» **Task to complete**
Whenever a line in the data contains "ReportConfig", show that line.

» **Source records**
● ● ● ●

//! Configuration file handling.
//!
//! This module handles loading, merging and validating configuration from
//! `.l10n-report.toml` files.

use crate::analysis::MetricKind;
use crate::cli::OutputFormat;
use crate::models::Metric;
use anyhow::{bail, Context, Result};
use serde::{Deserialize, Serialize};
use std::path::Path;

/// Default configuration file name.
pub const CONFIG_FILE: &str = ".l10n-report.toml";

/// Root configuration structure.
#[derive(Debug, Clone, Default, Serialize, Deserialize)]
pub struct Config {
    /// General settings.
    #[serde(default)]
    pub general: GeneralConfig,

    /// Remote API settings.
    #[serde(default)]
    pub api: ApiConfig,

    /// Key restrictions.
    #[serde(default)]
    pub filter: FilterConfig,

    /// Reconciliation settings.
    #[serde(default)]
    pub reconcile: ReconcileConfig,

    /// Report rendering settings.
    #[serde(default)]
    pub report: ReportConfig,

    /// Locale statistics report.
    #[serde(default)]
    pub locales: LocalesConfig,

    /// Completion report.
    #[serde(default)]
    pub completion: CompletionConfig,
}

/// General application settings.
#[derive(Debug, Clone, Serialize, Deserialize)]
pub struct GeneralConfig {
    /// Default output file path (`-` for stdout).
    #[serde(default = "default_output")]
    pub output: String,

    /// Default output format.
    #[serde(default)]
    pub format: OutputFormat,

    /// Enable verbose logging by default.
    #[serde(default)]
    pub verbose: bool,

    /// Number of sources fetched in parallel.
    #[serde(default = "default_concurrency")]
    pub concurrency: usize,
}

impl Default for GeneralConfig {
    fn default() -> Self {
        Self {
            output: default_output(),
            format: OutputFormat::default(),
            verbose: false,
            concurrency: default_concurrency(),
        }
    }
}

fn default_output() -> String {
    "output.csv".to_string()
}

fn default_concurrency() -> usize {
    4
}

/// Remote API settings.
#[derive(Debug, Clone, Serialize, Deserialize)]
pub struct ApiConfig {
    /// Stats API base URL.
    #[serde(default = "default_base_url")]
    pub base_url: String,

    /// Repository hosting API base URL.
    #[serde(default = "default_github_api_url")]
    pub github_api_url: String,

    /// Per-request timeout in seconds.
    #[serde(default = "default_timeout")]
    pub timeout_seconds: u64,

    /// Retries after a transient failure.
    #[serde(default = "default_retries")]
    pub retries: u32,

    /// Initial retry delay in milliseconds.
    #[serde(default = "default_retry_backoff")]
    pub retry_backoff_ms: u64,
}

impl Default for ApiConfig {
    fn default() -> Self {
        Self {
            base_url: default_base_url(),
            github_api_url: default_github_api_url(),
            timeout_seconds: default_timeout(),
            retries: default_retries(),
            retry_backoff_ms: default_retry_backoff(),
        }
    }
}

fn default_base_url() -> String {
    "https://pontoon.mozilla.org".to_string()
}

fn default_github_api_url() -> String {
    "https://api.github.com".to_string()
}

fn default_timeout() -> u64 {
    30
}

fn default_retries() -> u32 {
    2
}

fn default_retry_backoff() -> u64 {
    500
}

/// Key restrictions.
#[derive(Debug, Clone, Default, Serialize, Deserialize)]
pub struct FilterConfig {
    /// Only report these locales. Empty means every locale observed.
    #[serde(default)]
    pub locales: Vec<String>,
}

/// Reconciliation settings.
#[derive(Debug, Clone, Serialize, Deserialize)]
pub struct ReconcileConfig {
    /// Fallback locale codes never reported as missing.
    #[serde(default = "default_catch_all")]
    pub catch_all: Vec<String>,

    /// Suppress regional variants whose base language is already tracked.
    #[serde(default = "default_true")]
    pub base_language_fallback: bool,

    /// Repository folders that are not locales.
    #[serde(default = "default_ignored_folders")]
    pub ignored_folders: Vec<String>,
}

impl Default for ReconcileConfig {
    fn default() -> Self {
        Self {
            catch_all: default_catch_all(),
            base_language_fallback: true,
            ignored_folders: default_ignored_folders(),
        }
    }
}

fn default_catch_all() -> Vec<String> {
    vec!["en-US".to_string()]
}

fn default_ignored_folders() -> Vec<String> {
    vec!["templates".to_string(), "configs".to_string()]
}

fn default_true() -> bool {
    true
}

/// Report rendering settings.
#[derive(Debug, Clone, Serialize, Deserialize)]
pub struct ReportConfig {
    /// Column delimiter.
    #[serde(default = "default_delimiter")]
    pub delimiter: char,

    /// Separator between elements of list columns.
    #[serde(default = "default_list_separator")]
    pub list_separator: char,

    /// Decimal places for derived values.
    #[serde(default = "default_precision")]
    pub precision: u32,
}

impl Default for ReportConfig {
    fn default() -> Self {
        Self {
            delimiter: default_delimiter(),
            list_separator: default_list_separator(),
            precision: default_precision(),
        }
    }
}

fn default_delimiter() -> char {
    ','
}

fn default_list_separator() -> char {
    ' '
}

fn default_precision() -> u32 {
    crate::analysis::metrics::DEFAULT_PRECISION
}

/// Locale statistics report settings.
#[derive(Debug, Clone, Serialize, Deserialize)]
pub struct LocalesConfig {
    /// Metrics summed per locale.
    #[serde(default = "default_locales_fields")]
    pub fields: Vec<Metric>,
}

impl Default for LocalesConfig {
    fn default() -> Self {
        Self {
            fields: default_locales_fields(),
        }
    }
}

fn default_locales_fields() -> Vec<Metric> {
    vec![Metric::Missing, Metric::Unreviewed]
}

/// Completion report settings.
#[derive(Debug, Clone, Serialize, Deserialize)]
pub struct CompletionConfig {
    /// Projects whose statistics are combined.
    #[serde(default = "default_projects")]
    pub projects: Vec<String>,

    /// Metrics summed per locale.
    #[serde(default = "default_completion_fields")]
    pub fields: Vec<Metric>,

    /// Completion as a percentage (default) or a 0-1 ratio.
    #[serde(default)]
    pub kind: MetricKind,
}

impl Default for CompletionConfig {
    fn default() -> Self {
        Self {
            projects: default_projects(),
            fields: default_completion_fields(),
            kind: MetricKind::default(),
        }
    }
}

fn default_projects() -> Vec<String> {
    vec![
        "firefox-for-android",
        "firefox-for-ios",
        "firefox-monitor-website",
        "firefox-relay-website",
        "firefox",
        "mozilla-accounts",
        "mozilla-vpn-client",
    ]
    .into_iter()
    .map(String::from)
    .collect()
}

fn default_completion_fields() -> Vec<Metric> {
    vec![
        Metric::Missing,
        Metric::Approved,
        Metric::Pretranslated,
        Metric::Total,
    ]
}

impl Config {
    /// Load configuration from a file path.
    pub fn load(path: &Path) -> Result<Self> {
        let content = std::fs::read_to_string(path)
            .with_context(|| format!("Failed to read config file: {}", path.display()))?;

        let config: Config = toml::from_str(&content)
            .with_context(|| format!("Failed to parse config file: {}", path.display()))?;

        Ok(config)
    }

    /// Try to load configuration from the default location.
    ///
    /// Returns `Ok(None)` if the file doesn't exist, `Err` if it exists but can't be parsed.
    pub fn load_default() -> Result<Option<Self>> {
        let default_path = Path::new(CONFIG_FILE);

        if default_path.exists() {
            Ok(Some(Self::load(default_path)?))
        } else {
            Ok(None)
        }
    }

    /// Merge this configuration with CLI arguments.
    ///
    /// CLI arguments take precedence over config file settings, but only
    /// when they were given explicitly.
    pub fn merge_with_args(&mut self, args: &crate::cli::Args) {
        if let Some(ref output) = args.output {
            self.general.output = output.clone();
        }
        if let Some(format) = args.format {
            self.general.format = format;
        }
        if let Some(concurrency) = args.concurrency {
            self.general.concurrency = concurrency;
        }
        if let Some(ref base_url) = args.base_url {
            self.api.base_url = base_url.clone();
        }
        if let Some(timeout) = args.timeout {
            self.api.timeout_seconds = timeout;
        }
        if let Some(retries) = args.retries {
            self.api.retries = retries;
        }
        if let Some(ref locales) = args.locales {
            self.filter.locales = locales.clone();
        }
        if args.verbose {
            self.general.verbose = true;
        }
    }

    /// Reject settings the engine cannot work with.
    pub fn validate(&self) -> Result<()> {
        if self.general.concurrency == 0 {
            bail!("Concurrency must be at least 1");
        }
        if self.api.timeout_seconds == 0 {
            bail!("Timeout must be at least 1 second");
        }
        for url in [&self.api.base_url, &self.api.github_api_url] {
            if !url.starts_with("http://") && !url.starts_with("https://") {
                bail!("API URL must start with 'http://' or 'https://': {}", url);
            }
        }

        let report = &self.report;
        if report.delimiter == report.list_separator {
            bail!("Delimiter and list separator must differ");
        }
        for (name, c) in [
            ("delimiter", report.delimiter),
            ("list separator", report.list_separator),
        ] {
            if matches!(c, '"' | '\n' | '\r') {
                bail!("Invalid {}: {:?}", name, c);
            }
        }
        if report.precision > 6 {
            bail!("Precision must be between 0 and 6");
        }

        for metric in [Metric::Approved, Metric::Total] {
            if !self.completion.fields.contains(&metric) {
                bail!("Completion fields must include '{}'", metric);
            }
        }

        Ok(())
    }

    /// Generate a default configuration file content.
    pub fn default_toml() -> String {
        let config = Config::default();
        toml::to_string_pretty(&config).unwrap_or_else(|_| String::new())
    }
}

#[cfg(test)]
mod tests {
    use super::*;
    use std::io::Write;

    #[test]
    fn test_default_config() {
        let config = Config::default();
        assert_eq!(config.api.base_url, "https://pontoon.mozilla.org");
        assert_eq!(config.general.concurrency, 4);
        assert_eq!(config.report.precision, 2);
        assert_eq!(config.completion.projects.len(), 7);
        assert!(config.filter.locales.is_empty());
        assert!(config.validate().is_ok());
    }

    #[test]
    fn test_parse_config() {
        let toml_content = r#"
[general]
output = "completion.csv"
format = "markdown"

[api]
base_url = "https://pontoon.example.org"
retries = 0

[filter]
locales = ["de", "fr"]

[reconcile]
catch_all = ["en-US", "en"]
base_language_fallback = false

[report]
delimiter = ";"
precision = 1

[completion]
projects = ["firefox"]
fields = ["approved", "total"]
kind = "ratio"
"#;

        let config: Config = toml::from_str(toml_content).unwrap();
        assert_eq!(config.general.output, "completion.csv");
        assert_eq!(config.general.format, OutputFormat::Markdown);
        assert_eq!(config.api.base_url, "https://pontoon.example.org");
        assert_eq!(config.api.retries, 0);
        assert_eq!(config.api.timeout_seconds, 30);
        assert_eq!(config.filter.locales, vec!["de", "fr"]);
        assert_eq!(config.reconcile.catch_all, vec!["en-US", "en"]);
        assert!(!config.reconcile.base_language_fallback);
        assert_eq!(config.reconcile.ignored_folders, vec!["templates", "configs"]);
        assert_eq!(config.report.delimiter, ';');
        assert_eq!(config.report.list_separator, ' ');
        assert_eq!(config.completion.fields, vec![Metric::Approved, Metric::Total]);
        assert_eq!(config.completion.kind, MetricKind::Ratio);
        assert_eq!(Config::default().completion.kind, MetricKind::Percentage);
        assert!(config.validate().is_ok());
    }

    #[test]
    fn test_unknown_metric_rejected() {
        let result = toml::from_str::<Config>("[locales]\nfields = [\"words\"]\n");
        assert!(result.is_err());
    }

    #[test]
    fn test_validate_rejects_bad_settings() {
        let mut config = Config::default();
        config.report.list_separator = ',';
        assert!(config.validate().is_err());

        let mut config = Config::default();
        config.report.delimiter = '"';
        assert!(config.validate().is_err());

        let mut config = Config::default();
        config.general.concurrency = 0;
        assert!(config.validate().is_err());

        let mut config = Config::default();
        config.completion.fields = vec![Metric::Missing];
        assert!(config.validate().is_err());

        let mut config = Config::default();
        config.api.base_url = "pontoon.mozilla.org".to_string();
        assert!(config.validate().is_err());
    }

    #[test]
    fn test_load_from_file() {
        let mut file = tempfile::NamedTempFile::new().unwrap();
        writeln!(file, "[general]\nconcurrency = 2").unwrap();

        let config = Config::load(file.path()).unwrap();
        assert_eq!(config.general.concurrency, 2);
        assert_eq!(config.general.output, "output.csv");
    }

    #[test]
    fn test_default_toml_generation() {
        let toml_str = Config::default_toml();
        assert!(!toml_str.is_empty());
        assert!(toml_str.contains("[general]"));
        assert!(toml_str.contains("[api]"));
        assert!(toml_str.contains("[reconcile]"));

        let reparsed: Config = toml::from_str(&toml_str).unwrap();
        assert_eq!(reparsed.completion.projects, Config::default().completion.projects);
    }
}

● ● ● ●

» **The answer**
    pub report: ReportConfig,
pub struct ReportConfig {
impl Default for ReportConfig {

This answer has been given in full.